**SUPPLIED MATERIAL:**
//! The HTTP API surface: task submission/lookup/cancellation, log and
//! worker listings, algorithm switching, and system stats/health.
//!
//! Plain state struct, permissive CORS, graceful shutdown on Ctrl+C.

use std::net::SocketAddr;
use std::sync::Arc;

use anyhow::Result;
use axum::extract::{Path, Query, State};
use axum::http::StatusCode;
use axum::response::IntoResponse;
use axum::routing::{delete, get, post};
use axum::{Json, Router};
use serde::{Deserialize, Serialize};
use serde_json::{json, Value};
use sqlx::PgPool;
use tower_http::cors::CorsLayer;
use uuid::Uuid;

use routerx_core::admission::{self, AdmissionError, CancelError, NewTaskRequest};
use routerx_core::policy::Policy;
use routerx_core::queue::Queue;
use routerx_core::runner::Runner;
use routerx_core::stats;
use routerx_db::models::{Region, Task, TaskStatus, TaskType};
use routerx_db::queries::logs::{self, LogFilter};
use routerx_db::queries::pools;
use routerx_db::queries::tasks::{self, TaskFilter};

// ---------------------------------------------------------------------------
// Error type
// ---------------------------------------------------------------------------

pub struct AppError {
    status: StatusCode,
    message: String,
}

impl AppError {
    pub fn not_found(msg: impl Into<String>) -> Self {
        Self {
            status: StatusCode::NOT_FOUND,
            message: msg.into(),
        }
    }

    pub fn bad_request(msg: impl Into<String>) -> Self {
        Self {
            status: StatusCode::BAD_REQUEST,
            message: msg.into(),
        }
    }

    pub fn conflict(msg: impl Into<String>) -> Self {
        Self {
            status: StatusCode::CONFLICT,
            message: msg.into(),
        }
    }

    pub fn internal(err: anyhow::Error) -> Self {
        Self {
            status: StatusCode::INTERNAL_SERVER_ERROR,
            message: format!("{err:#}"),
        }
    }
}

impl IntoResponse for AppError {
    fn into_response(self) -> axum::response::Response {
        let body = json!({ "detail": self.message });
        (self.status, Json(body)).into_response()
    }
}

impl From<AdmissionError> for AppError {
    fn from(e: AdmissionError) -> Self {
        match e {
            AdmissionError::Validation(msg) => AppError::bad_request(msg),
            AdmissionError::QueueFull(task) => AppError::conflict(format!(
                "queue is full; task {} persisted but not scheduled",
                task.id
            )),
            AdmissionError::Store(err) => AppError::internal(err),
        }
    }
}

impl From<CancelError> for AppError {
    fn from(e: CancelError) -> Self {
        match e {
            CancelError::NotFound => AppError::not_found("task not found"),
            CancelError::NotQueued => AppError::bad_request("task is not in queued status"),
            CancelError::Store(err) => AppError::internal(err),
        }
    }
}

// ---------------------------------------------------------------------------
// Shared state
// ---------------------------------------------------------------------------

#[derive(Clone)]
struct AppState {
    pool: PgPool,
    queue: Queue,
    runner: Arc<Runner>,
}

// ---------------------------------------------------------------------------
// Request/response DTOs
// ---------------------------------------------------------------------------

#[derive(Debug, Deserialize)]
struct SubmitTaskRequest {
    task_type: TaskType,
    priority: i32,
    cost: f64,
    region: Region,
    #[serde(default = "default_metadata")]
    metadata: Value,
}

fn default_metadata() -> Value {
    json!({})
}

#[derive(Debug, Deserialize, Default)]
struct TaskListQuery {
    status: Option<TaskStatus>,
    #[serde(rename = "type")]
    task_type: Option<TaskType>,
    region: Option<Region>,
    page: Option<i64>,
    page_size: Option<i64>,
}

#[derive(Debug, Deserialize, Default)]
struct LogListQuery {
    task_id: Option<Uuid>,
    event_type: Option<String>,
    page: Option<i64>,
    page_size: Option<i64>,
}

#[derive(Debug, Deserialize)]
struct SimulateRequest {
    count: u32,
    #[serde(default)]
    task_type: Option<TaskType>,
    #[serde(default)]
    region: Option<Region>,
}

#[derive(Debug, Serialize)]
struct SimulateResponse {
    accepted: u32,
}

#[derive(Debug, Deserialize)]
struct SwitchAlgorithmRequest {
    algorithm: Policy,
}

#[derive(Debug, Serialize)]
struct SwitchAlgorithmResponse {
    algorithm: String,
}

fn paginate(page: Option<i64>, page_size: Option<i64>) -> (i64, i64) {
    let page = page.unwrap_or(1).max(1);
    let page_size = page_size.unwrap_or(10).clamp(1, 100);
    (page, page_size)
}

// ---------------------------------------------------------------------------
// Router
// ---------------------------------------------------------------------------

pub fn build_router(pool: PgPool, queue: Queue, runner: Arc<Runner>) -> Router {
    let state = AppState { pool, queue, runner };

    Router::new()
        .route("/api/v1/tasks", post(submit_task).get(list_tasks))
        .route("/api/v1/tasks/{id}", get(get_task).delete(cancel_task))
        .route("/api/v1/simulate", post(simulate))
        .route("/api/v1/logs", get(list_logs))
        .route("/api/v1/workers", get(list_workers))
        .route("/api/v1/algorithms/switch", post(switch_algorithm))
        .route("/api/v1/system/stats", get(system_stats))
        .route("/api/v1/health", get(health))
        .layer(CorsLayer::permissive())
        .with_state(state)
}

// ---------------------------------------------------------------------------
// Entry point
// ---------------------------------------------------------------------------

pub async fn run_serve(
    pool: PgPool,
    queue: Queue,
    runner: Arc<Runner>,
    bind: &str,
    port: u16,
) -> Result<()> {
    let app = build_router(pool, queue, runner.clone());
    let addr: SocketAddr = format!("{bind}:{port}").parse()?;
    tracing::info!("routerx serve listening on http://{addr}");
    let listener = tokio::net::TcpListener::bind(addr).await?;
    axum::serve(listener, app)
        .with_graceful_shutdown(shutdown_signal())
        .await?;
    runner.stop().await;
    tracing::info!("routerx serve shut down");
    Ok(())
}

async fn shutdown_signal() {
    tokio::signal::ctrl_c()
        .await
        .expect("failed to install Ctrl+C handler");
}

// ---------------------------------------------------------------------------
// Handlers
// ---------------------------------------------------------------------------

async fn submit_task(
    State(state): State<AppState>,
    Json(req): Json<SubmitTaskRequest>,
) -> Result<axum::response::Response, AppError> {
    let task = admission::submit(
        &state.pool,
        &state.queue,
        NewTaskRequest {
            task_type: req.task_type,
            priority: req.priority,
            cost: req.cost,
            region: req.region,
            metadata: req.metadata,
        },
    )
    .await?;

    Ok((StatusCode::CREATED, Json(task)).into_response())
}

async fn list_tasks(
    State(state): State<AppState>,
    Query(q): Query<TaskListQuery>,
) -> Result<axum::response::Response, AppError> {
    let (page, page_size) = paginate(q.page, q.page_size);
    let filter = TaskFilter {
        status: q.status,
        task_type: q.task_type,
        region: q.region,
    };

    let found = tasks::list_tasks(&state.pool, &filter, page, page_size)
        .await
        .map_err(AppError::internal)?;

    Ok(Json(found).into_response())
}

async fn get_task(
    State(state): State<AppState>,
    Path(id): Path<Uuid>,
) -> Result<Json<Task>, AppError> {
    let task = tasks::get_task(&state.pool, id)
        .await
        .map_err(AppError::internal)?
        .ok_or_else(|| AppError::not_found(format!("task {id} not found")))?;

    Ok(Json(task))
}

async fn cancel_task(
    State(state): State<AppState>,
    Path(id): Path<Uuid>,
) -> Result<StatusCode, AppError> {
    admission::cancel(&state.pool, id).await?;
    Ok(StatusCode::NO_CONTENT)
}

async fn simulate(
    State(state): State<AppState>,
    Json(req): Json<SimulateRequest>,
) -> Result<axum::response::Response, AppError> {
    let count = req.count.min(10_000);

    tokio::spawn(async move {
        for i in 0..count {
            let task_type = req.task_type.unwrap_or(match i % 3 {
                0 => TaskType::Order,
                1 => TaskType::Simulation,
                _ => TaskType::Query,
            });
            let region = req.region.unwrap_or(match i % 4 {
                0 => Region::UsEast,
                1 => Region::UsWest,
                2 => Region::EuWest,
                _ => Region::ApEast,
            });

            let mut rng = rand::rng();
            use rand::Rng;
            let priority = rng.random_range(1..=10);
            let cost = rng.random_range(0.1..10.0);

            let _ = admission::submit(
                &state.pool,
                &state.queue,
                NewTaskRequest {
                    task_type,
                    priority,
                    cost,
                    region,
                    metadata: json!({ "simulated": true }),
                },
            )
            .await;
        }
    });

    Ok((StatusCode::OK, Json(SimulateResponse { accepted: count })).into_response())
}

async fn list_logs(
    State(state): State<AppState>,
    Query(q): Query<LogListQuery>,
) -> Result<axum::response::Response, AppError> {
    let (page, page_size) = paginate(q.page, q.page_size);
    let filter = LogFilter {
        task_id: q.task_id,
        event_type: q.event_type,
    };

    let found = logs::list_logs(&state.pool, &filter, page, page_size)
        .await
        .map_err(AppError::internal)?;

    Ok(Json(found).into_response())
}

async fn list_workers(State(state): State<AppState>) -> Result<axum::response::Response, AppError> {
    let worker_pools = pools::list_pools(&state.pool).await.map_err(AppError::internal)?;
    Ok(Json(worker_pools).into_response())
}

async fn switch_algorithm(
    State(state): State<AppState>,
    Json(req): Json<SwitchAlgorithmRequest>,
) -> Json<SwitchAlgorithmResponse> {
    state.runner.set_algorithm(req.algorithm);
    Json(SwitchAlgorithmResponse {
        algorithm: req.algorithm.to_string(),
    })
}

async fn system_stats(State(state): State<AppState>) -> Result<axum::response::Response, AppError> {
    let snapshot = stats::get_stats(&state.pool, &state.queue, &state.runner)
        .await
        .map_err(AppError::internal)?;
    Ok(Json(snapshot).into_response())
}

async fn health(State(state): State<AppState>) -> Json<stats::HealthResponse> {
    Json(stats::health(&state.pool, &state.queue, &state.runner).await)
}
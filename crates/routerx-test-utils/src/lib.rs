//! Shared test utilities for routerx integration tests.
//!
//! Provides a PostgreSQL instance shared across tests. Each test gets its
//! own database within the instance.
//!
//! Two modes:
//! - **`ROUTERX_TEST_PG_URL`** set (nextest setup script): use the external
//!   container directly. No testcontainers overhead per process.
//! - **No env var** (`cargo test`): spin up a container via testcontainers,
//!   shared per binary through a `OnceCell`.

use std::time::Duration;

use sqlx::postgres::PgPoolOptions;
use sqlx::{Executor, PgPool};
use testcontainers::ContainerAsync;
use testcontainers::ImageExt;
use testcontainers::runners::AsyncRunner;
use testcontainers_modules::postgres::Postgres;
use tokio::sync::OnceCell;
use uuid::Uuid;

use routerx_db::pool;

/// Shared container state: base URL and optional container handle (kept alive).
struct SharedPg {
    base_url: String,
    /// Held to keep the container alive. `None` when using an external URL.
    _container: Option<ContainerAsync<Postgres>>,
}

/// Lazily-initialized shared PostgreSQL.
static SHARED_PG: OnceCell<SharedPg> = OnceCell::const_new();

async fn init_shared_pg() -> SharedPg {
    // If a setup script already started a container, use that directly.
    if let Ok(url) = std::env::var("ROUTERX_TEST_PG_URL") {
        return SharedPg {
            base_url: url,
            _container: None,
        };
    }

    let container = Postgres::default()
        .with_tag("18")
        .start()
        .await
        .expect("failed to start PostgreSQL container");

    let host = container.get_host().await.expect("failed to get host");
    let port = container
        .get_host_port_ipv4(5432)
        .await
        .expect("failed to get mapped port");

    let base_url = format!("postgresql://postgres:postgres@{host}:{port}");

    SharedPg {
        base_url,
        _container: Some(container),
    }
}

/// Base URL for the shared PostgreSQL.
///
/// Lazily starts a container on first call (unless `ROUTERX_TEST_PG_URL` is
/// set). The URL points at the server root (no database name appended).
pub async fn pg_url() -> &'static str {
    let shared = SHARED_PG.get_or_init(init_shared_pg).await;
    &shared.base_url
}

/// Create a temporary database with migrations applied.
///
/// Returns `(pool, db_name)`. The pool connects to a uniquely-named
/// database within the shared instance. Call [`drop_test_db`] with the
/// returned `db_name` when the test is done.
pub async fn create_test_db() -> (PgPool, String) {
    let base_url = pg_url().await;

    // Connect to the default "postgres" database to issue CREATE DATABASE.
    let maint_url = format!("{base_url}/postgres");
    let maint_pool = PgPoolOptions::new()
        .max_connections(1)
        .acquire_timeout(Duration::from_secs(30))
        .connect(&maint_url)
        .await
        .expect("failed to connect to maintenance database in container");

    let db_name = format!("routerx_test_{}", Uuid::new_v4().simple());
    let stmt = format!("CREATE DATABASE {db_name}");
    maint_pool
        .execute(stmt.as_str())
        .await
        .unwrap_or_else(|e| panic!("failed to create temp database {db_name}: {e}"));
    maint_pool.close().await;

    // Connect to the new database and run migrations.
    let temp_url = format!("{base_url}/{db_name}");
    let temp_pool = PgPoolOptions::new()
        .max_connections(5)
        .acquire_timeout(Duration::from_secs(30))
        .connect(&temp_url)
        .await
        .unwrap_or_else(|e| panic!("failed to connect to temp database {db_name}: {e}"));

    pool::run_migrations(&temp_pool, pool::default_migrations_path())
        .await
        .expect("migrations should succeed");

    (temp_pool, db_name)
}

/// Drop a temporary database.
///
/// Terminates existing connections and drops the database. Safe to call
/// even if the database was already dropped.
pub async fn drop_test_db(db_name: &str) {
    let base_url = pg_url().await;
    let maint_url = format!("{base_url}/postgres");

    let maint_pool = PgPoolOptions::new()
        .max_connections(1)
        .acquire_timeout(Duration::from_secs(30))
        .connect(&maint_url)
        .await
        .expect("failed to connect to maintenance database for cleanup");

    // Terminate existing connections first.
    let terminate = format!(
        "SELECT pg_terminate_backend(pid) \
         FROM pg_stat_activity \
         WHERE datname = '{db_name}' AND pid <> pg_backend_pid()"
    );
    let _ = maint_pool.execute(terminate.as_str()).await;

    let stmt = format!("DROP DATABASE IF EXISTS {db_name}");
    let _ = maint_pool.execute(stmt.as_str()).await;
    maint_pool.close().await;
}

**TASK DIRECTIONS:**
Every line of the material above that includes the string "sqlx" is required.

**WRITTEN ANSWER:**
use sqlx::PgPool;
use sqlx::postgres::PgPoolOptions;
use sqlx::{Executor, PgPool};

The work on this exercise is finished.